Growing up, Dykeman developed a passion for football in Cape Cod. He shined on the field, but as a high school senior, he fractured his C-5 vertebrae playing linebacker.

“It was one of the darkest times of my life,” recalled Dykeman. “I was a three-sport athlete and I couldn’t play again.”

While he wasn’t able to compete on the next level, Dykeman became a student assistant coach at the College of the Holy Cross in Massachusetts.

“My head coach, Dan Allen, took me under his wing. He changed my life,” reflected Dykeman. “I don’t think if I hadn’t gotten injured, I would have gone into coaching. Things happen in life for a reason.”

After graduating with a bachelor’s degree in history and education at Holy Cross, Dykeman went on to earn his master’s degree in education administration at the State University of New York at Albany.

He wanted to extend his coaching career and chose to take positions on the high school, prep school, and college levels.

“It gives you great perspective,” said Dykeman, of coaching in multiple places. “I can see how we can do things with less now.”

From 2008-12, Dykeman worked as the head coach and post-graduate program coordinator at Worcester Academy in Massachusetts. From there, he came to CA to lead the football program and work as the Associate Head of School.

With the Cats, Dykeman led the football team to multiple titles. He had more than 200 players go on to play in college and six athletes compete in the NFL.

“My greatest achievement was watching the young men achieve and play college football,” reflected Dykeman. “I’ve known some of those guys since they were little kids. Building relationships is one of the most fulfilling things you can have.”

A 2017 CA graduate, wide receiver Tarik Black signed with the NFL’s New York Jets and Baltimore Ravens last year. As a 2019 grad, Army outside linebacker Andre Carter II completed a stellar career this year and has garnered interest from the NFL.

“He was a late bloomer in football and didn’t have a lot of tape going into college,” recalled Dykeman. “I got the chance to see Andre play a couple of times this year. He has great character and to see him have the success he has had, is incredible.”

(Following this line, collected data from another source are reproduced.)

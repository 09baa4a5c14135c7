//! Purchase transaction generation.
//!
//! Each (player, day) is assigned a behavior class; purchasing classes
//! draw a count and per-purchase amounts from their bucket and pick
//! products uniformly from the catalog.

use crate::{
    behavior::{BehaviorClass, BehaviorModel, WeightedBehavior},
    catalog::{cycle_from_str, cycle_to_str, Catalog, Cycle, TransactionType},
    config::BehaviorBuckets,
    error::{GenError, GenResult},
    rng::GenRng,
    store::{TelemetryStore, EVENT_TRANSACTION, RAW_SCHEMA},
    types::{compact_date, iso_naive, PlayerId},
};
use chrono::{NaiveDate, NaiveDateTime, NaiveTime};
use serde::{Deserialize, Serialize};
use std::collections::BTreeMap;
use std::path::Path;

pub const CURRENCY: &str = "USD";
pub const TRANSACTION_ID_PREFIX: &str = "TX-";

const SECONDS_PER_DAY: u64 = 86_400;

#[derive(Debug, Clone, Serialize, Deserialize, PartialEq)]
pub struct Transaction {
    pub transaction_id: String,
    pub player_id: PlayerId,
    pub event_datetime: String,
    pub purchase_item: String,
    pub purchase_price: f64,
    pub currency: String,
    pub is_recurring: bool,
    #[serde(
        default,
        serialize_with = "cycle_to_str",
        deserialize_with = "cycle_from_str"
    )]
    pub cycle: Option<Cycle>,
    pub transaction_type: TransactionType,
}

/// One input row of the batch path.
#[derive(Debug, Clone, PartialEq, Eq)]
pub struct PlayerDay {
    pub player_id: PlayerId,
    pub date: NaiveDate,
}

impl PlayerDay {
    pub fn new(player_id: impl Into<PlayerId>, date: NaiveDate) -> Self {
        Self {
            player_id: player_id.into(),
            date,
        }
    }
}

#[derive(Debug, Clone, Default, PartialEq, Eq)]
pub struct TransactionBatchSummary {
    pub player_days: usize,
    pub purchasing_player_days: usize,
    pub minnow_player_days: usize,
    pub whale_player_days: usize,
    pub transactions: usize,
    pub days_written: usize,
}

pub struct TransactionGenerator {
    buckets: BehaviorBuckets,
    behavior: Box<dyn BehaviorModel>,
}

impl TransactionGenerator {
    /// Generator using the weighted distribution of `buckets`.
    pub fn new(buckets: BehaviorBuckets) -> GenResult<Self> {
        Self::with_behavior(buckets, Box::new(WeightedBehavior::new(buckets)))
    }

    /// Generator with an explicit behavior strategy.
    pub fn with_behavior(
        buckets: BehaviorBuckets,
        behavior: Box<dyn BehaviorModel>,
    ) -> GenResult<Self> {
        buckets.validate()?;
        Ok(Self { buckets, behavior })
    }

    pub fn buckets(&self) -> &BehaviorBuckets {
        &self.buckets
    }

    /// Purchases for one player on one day. Empty for `no_purchase`.
    pub fn generate_for_player_day(
        &self,
        player_id: &str,
        date: NaiveDate,
        catalog: &Catalog,
        rng: &mut GenRng,
    ) -> GenResult<Vec<Transaction>> {
        self.generate_with_behavior(player_id, date, catalog, rng)
            .map(|(_, txs)| txs)
    }

    /// As `generate_for_player_day`, also returning the assigned class.
    pub fn generate_with_behavior(
        &self,
        player_id: &str,
        date: NaiveDate,
        catalog: &Catalog,
        rng: &mut GenRng,
    ) -> GenResult<(BehaviorClass, Vec<Transaction>)> {
        let class = self.behavior.assign(rng);
        if class == BehaviorClass::NoPurchase {
            return Ok((class, Vec::new()));
        }
        if catalog.is_empty() {
            return Err(GenError::Validation(format!(
                "cannot generate {class} purchases from an empty catalog"
            )));
        }

        let bucket = class.bucket(&self.buckets);
        let count = rng.range_inclusive(bucket.min_purchases as u64, bucket.max_purchases as u64);
        let mut txs = Vec::with_capacity(count as usize);

        for _ in 0..count {
            let idx = rng.next_u64_below(catalog.len() as u64) as usize;
            let product = &catalog.products[idx];

            let amount = round_cents(rng.uniform(bucket.min_amount, bucket.max_amount))
                .clamp(bucket.min_amount, bucket.max_amount);

            let second = rng.next_u64_below(SECONDS_PER_DAY) as u32;
            let time = NaiveTime::from_num_seconds_from_midnight_opt(second, 0)
                .ok_or_else(|| GenError::Validation(format!("bad second of day {second}")))?;

            txs.push(Transaction {
                transaction_id: format!("{TRANSACTION_ID_PREFIX}{}", rng.uuid()),
                player_id: player_id.to_string(),
                event_datetime: iso_naive(NaiveDateTime::new(date, time)),
                purchase_item: product.product_sku.clone(),
                purchase_price: amount,
                currency: CURRENCY.to_string(),
                is_recurring: product.is_recurring,
                cycle: product.cycle,
                transaction_type: product.transaction_type,
            });
        }

        // Same-day ISO strings sort chronologically.
        txs.sort_by(|a, b| a.event_datetime.cmp(&b.event_datetime));
        Ok((class, txs))
    }

    /// Generate for every player-day and land one batch per date in
    /// `leap_raw.event_transaction`, upserting by `transaction_id`.
    /// With `json_dir`, each date also gets `transactions_YYYYMMDD.json`,
    /// merged with any rows an earlier call already landed there.
    pub fn generate_transactions(
        &self,
        player_days: &[PlayerDay],
        catalog: &Catalog,
        store: &TelemetryStore,
        rng: &mut GenRng,
        json_dir: Option<&Path>,
    ) -> GenResult<TransactionBatchSummary> {
        let mut summary = TransactionBatchSummary {
            player_days: player_days.len(),
            ..Default::default()
        };
        let mut by_date: BTreeMap<NaiveDate, Vec<Transaction>> = BTreeMap::new();

        for pd in player_days {
            let (class, txs) = self.generate_with_behavior(&pd.player_id, pd.date, catalog, rng)?;
            match class {
                BehaviorClass::Minnow => summary.minnow_player_days += 1,
                BehaviorClass::Whale => summary.whale_player_days += 1,
                BehaviorClass::NoPurchase => {}
            }
            if txs.is_empty() {
                continue;
            }
            summary.purchasing_player_days += 1;
            by_date.entry(pd.date).or_default().extend(txs);
        }

        for (date, txs) in &by_date {
            store.write_table(RAW_SCHEMA, EVENT_TRANSACTION, txs, Some("transaction_id"), true)?;
            if let Some(dir) = json_dir {
                let name = format!("transactions_{}.json", compact_date(*date));
                store.merge_json_rows(dir, &name, "transaction_id", txs)?;
            }
            summary.transactions += txs.len();
            summary.days_written += 1;
            log::debug!("{date}: {} transactions written", txs.len());
        }

        log::info!(
            "transactions: {} player-days, {} purchasing ({} minnow, {} whale), {} rows over {} days",
            summary.player_days,
            summary.purchasing_player_days,
            summary.minnow_player_days,
            summary.whale_player_days,
            summary.transactions,
            summary.days_written
        );
        Ok(summary)
    }
}

fn round_cents(x: f64) -> f64 {
    (x * 100.0).round() / 100.0
}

When Dykeman was hired by the XFL, his former assistant Daniel Mehleisen became the CA football head coach. Mehleisen took on his new role last fall.

“Dan is one of my best friends. I think the world of him,” stated Dykeman. “I don’t think people understand how competitive their league is.”

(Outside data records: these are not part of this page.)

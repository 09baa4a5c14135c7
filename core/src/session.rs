//! Raw session fabrication: player rosters, sessions with heartbeats,
//! and per-player play time.

use crate::{
    config::GeneratorConfig,
    error::{GenError, GenResult},
    rng::GenRng,
    store::{RecordTarget, TelemetryStore},
    types::{iso_timestamp, PlayerId, SessionId},
};
use chrono::{DateTime, Duration, NaiveDate, TimeZone, Utc};
use serde::{Deserialize, Serialize};
use std::collections::HashMap;
use std::path::{Path, PathBuf};

pub const COUNTRIES: &[&str] = &[
    "US", "CA", "MX", "BR", "GB", "DE", "FR", "ES", "SE", "PL", "JP", "KR", "AU", "IN",
];

pub const TEAMS: [&str; 2] = ["redTeam", "blueTeam"];

const ARENA_HALF_WIDTH: f64 = 500.0;
const MAX_ALTITUDE: f64 = 50.0;
const STEP: f64 = 5.0;

#[derive(Debug, Clone, Serialize, Deserialize, PartialEq)]
pub struct Player {
    pub player_id: PlayerId,
    pub country: String,
}

#[derive(Debug, Clone, Serialize, Deserialize, PartialEq)]
pub struct Heartbeat {
    pub player_id: PlayerId,
    pub session_id: SessionId,
    pub team_id: String,
    pub timestamp: String,
    pub position_x: f64,
    pub position_y: f64,
    pub position_z: f64,
}

/// The raw session document, written once as JSON and as a raw row.
#[derive(Debug, Clone, Serialize, Deserialize, PartialEq)]
pub struct SessionRecord {
    pub session_id: SessionId,
    pub start_time: String,
    pub end_time: String,
    pub heartbeats: Vec<Heartbeat>,
}

/// A fabricated session plus the per-player facts the summarizer needs.
#[derive(Debug, Clone)]
pub struct GeneratedSession {
    pub record: SessionRecord,
    pub player_ids: Vec<PlayerId>,
    pub session_end: DateTime<Utc>,
    pub durations: HashMap<PlayerId, i64>,
}

/// `n` players with ids `player_0001..` and a home country each.
pub fn generate_roster(n: usize, rng: &mut GenRng) -> Vec<Player> {
    (1..=n)
        .map(|i| Player {
            player_id: format!("player_{i:04}"),
            country: rng.pick(COUNTRIES).copied().unwrap_or("US").to_string(),
        })
        .collect()
}

pub fn country_map(players: &[Player]) -> HashMap<PlayerId, String> {
    players
        .iter()
        .map(|p| (p.player_id.clone(), p.country.clone()))
        .collect()
}

/// Draw between `min` and `max` distinct players (partial Fisher-Yates).
/// The result keeps draw order.
pub fn pick_participants<'a>(
    roster: &'a [Player],
    min: usize,
    max: usize,
    rng: &mut GenRng,
) -> Vec<&'a Player> {
    let max = max.min(roster.len());
    let min = min.min(max);
    let n = rng.range_inclusive(min as u64, max as u64) as usize;
    let mut idx: Vec<usize> = (0..roster.len()).collect();
    for i in 0..n {
        let j = i + rng.next_u64_below((idx.len() - i) as u64) as usize;
        idx.swap(i, j);
    }
    idx[..n].iter().map(|&i| &roster[i]).collect()
}

/// Fabricate one session on `date` for the given players.
pub fn generate_session(
    player_ids: &[PlayerId],
    date: NaiveDate,
    config: &GeneratorConfig,
    rng: &mut GenRng,
) -> GenResult<GeneratedSession> {
    config.validate()?;
    if player_ids.is_empty() {
        return Err(GenError::Validation("a session needs at least one player".into()));
    }

    let session_id = rng.uuid().to_string();
    let midnight = date
        .and_hms_opt(0, 0, 0)
        .ok_or_else(|| GenError::Validation(format!("no midnight on {date}")))?;
    let start = Utc.from_utc_datetime(&midnight)
        + Duration::seconds(rng.next_u64_below(86_400) as i64);
    let length_secs = rng.range_inclusive(
        config.session_minutes_min as u64 * 60,
        config.session_minutes_max as u64 * 60,
    ) as i64;
    let end = start + Duration::seconds(length_secs);
    let interval = config.heartbeat_interval_secs as i64;

    let mut durations = HashMap::with_capacity(player_ids.len());
    let mut beats: Vec<(i64, Heartbeat)> = Vec::new();

    for (i, pid) in player_ids.iter().enumerate() {
        let team = TEAMS[i % TEAMS.len()];
        let played = ((length_secs as f64) * rng.uniform(0.5, 1.0)).round().max(1.0) as i64;
        durations.insert(pid.clone(), played);

        let mut pos = [
            rng.uniform(-100.0, 100.0),
            rng.uniform(-100.0, 100.0),
            rng.uniform(0.0, 10.0),
        ];
        let mut offset = 0;
        while offset <= played {
            beats.push((
                offset,
                Heartbeat {
                    player_id: pid.clone(),
                    session_id: session_id.clone(),
                    team_id: team.to_string(),
                    timestamp: iso_timestamp(start + Duration::seconds(offset)),
                    position_x: round2(pos[0]),
                    position_y: round2(pos[1]),
                    position_z: round2(pos[2]),
                },
            ));
            pos[0] = (pos[0] + rng.uniform(-STEP, STEP)).clamp(-ARENA_HALF_WIDTH, ARENA_HALF_WIDTH);
            pos[1] = (pos[1] + rng.uniform(-STEP, STEP)).clamp(-ARENA_HALF_WIDTH, ARENA_HALF_WIDTH);
            pos[2] = (pos[2] + rng.uniform(-STEP, STEP) / 2.0).clamp(0.0, MAX_ALTITUDE);
            offset += interval;
        }
    }
    // Stable: players keep roster order within one heartbeat tick.
    beats.sort_by_key(|(offset, _)| *offset);

    Ok(GeneratedSession {
        record: SessionRecord {
            session_id,
            start_time: iso_timestamp(start),
            end_time: iso_timestamp(end),
            heartbeats: beats.into_iter().map(|(_, hb)| hb).collect(),
        },
        player_ids: player_ids.to_vec(),
        session_end: end,
        durations,
    })
}

/// Dual-write the raw session into `leap_raw.event_session`.
pub fn write_session(
    store: &TelemetryStore,
    record: &SessionRecord,
    directory: &Path,
    write_to_db: bool,
) -> GenResult<PathBuf> {
    store.write_record(
        &RecordTarget::EVENT_SESSION,
        &record.session_id,
        record,
        directory,
        write_to_db,
    )
}

fn round2(x: f64) -> f64 {
    (x * 100.0).round() / 100.0
}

Dykeman believes that the XFL compares favorably to prep school in that teams have players from different areas of the country and world.

“I love the game, man,” said Dykeman. “I think it is the greatest sport and life lesson there is. You surround yourself with people from different backgrounds and ethnicities.”

Dykeman feels that football teaches people to overcome adversity. In the fall of 2020 at CA, he was happy that his team was able to play three games during the pandemic.

“We tested every week and there were no cases of COVID,” recalled Dykeman.

While he is no longer a head coach, Dykeman enjoyed having the opportunity to assist last fall with the Cheshire High School football program. Led by Head Coach Don Drust, CHS (7-5) won their first state playoff game since 2009 and reached the Class L semifinals.

“I just wanted to be helpful. I was so impressed with the staff, especially Don,” reflected Dykeman, whose daughters will both be attending CHS in the fall. “If I can, I would love to keep helping out with the program.”

After assisting with the Rams last year, Dykeman traveled to Arlington, Texas, to work on a mix of XFL duties. Since Jan. 2, he has attended senior all-star games and pro days, along with helping to plan training camps.

“We want to be sure that we are good to go for the season,” added Dykeman.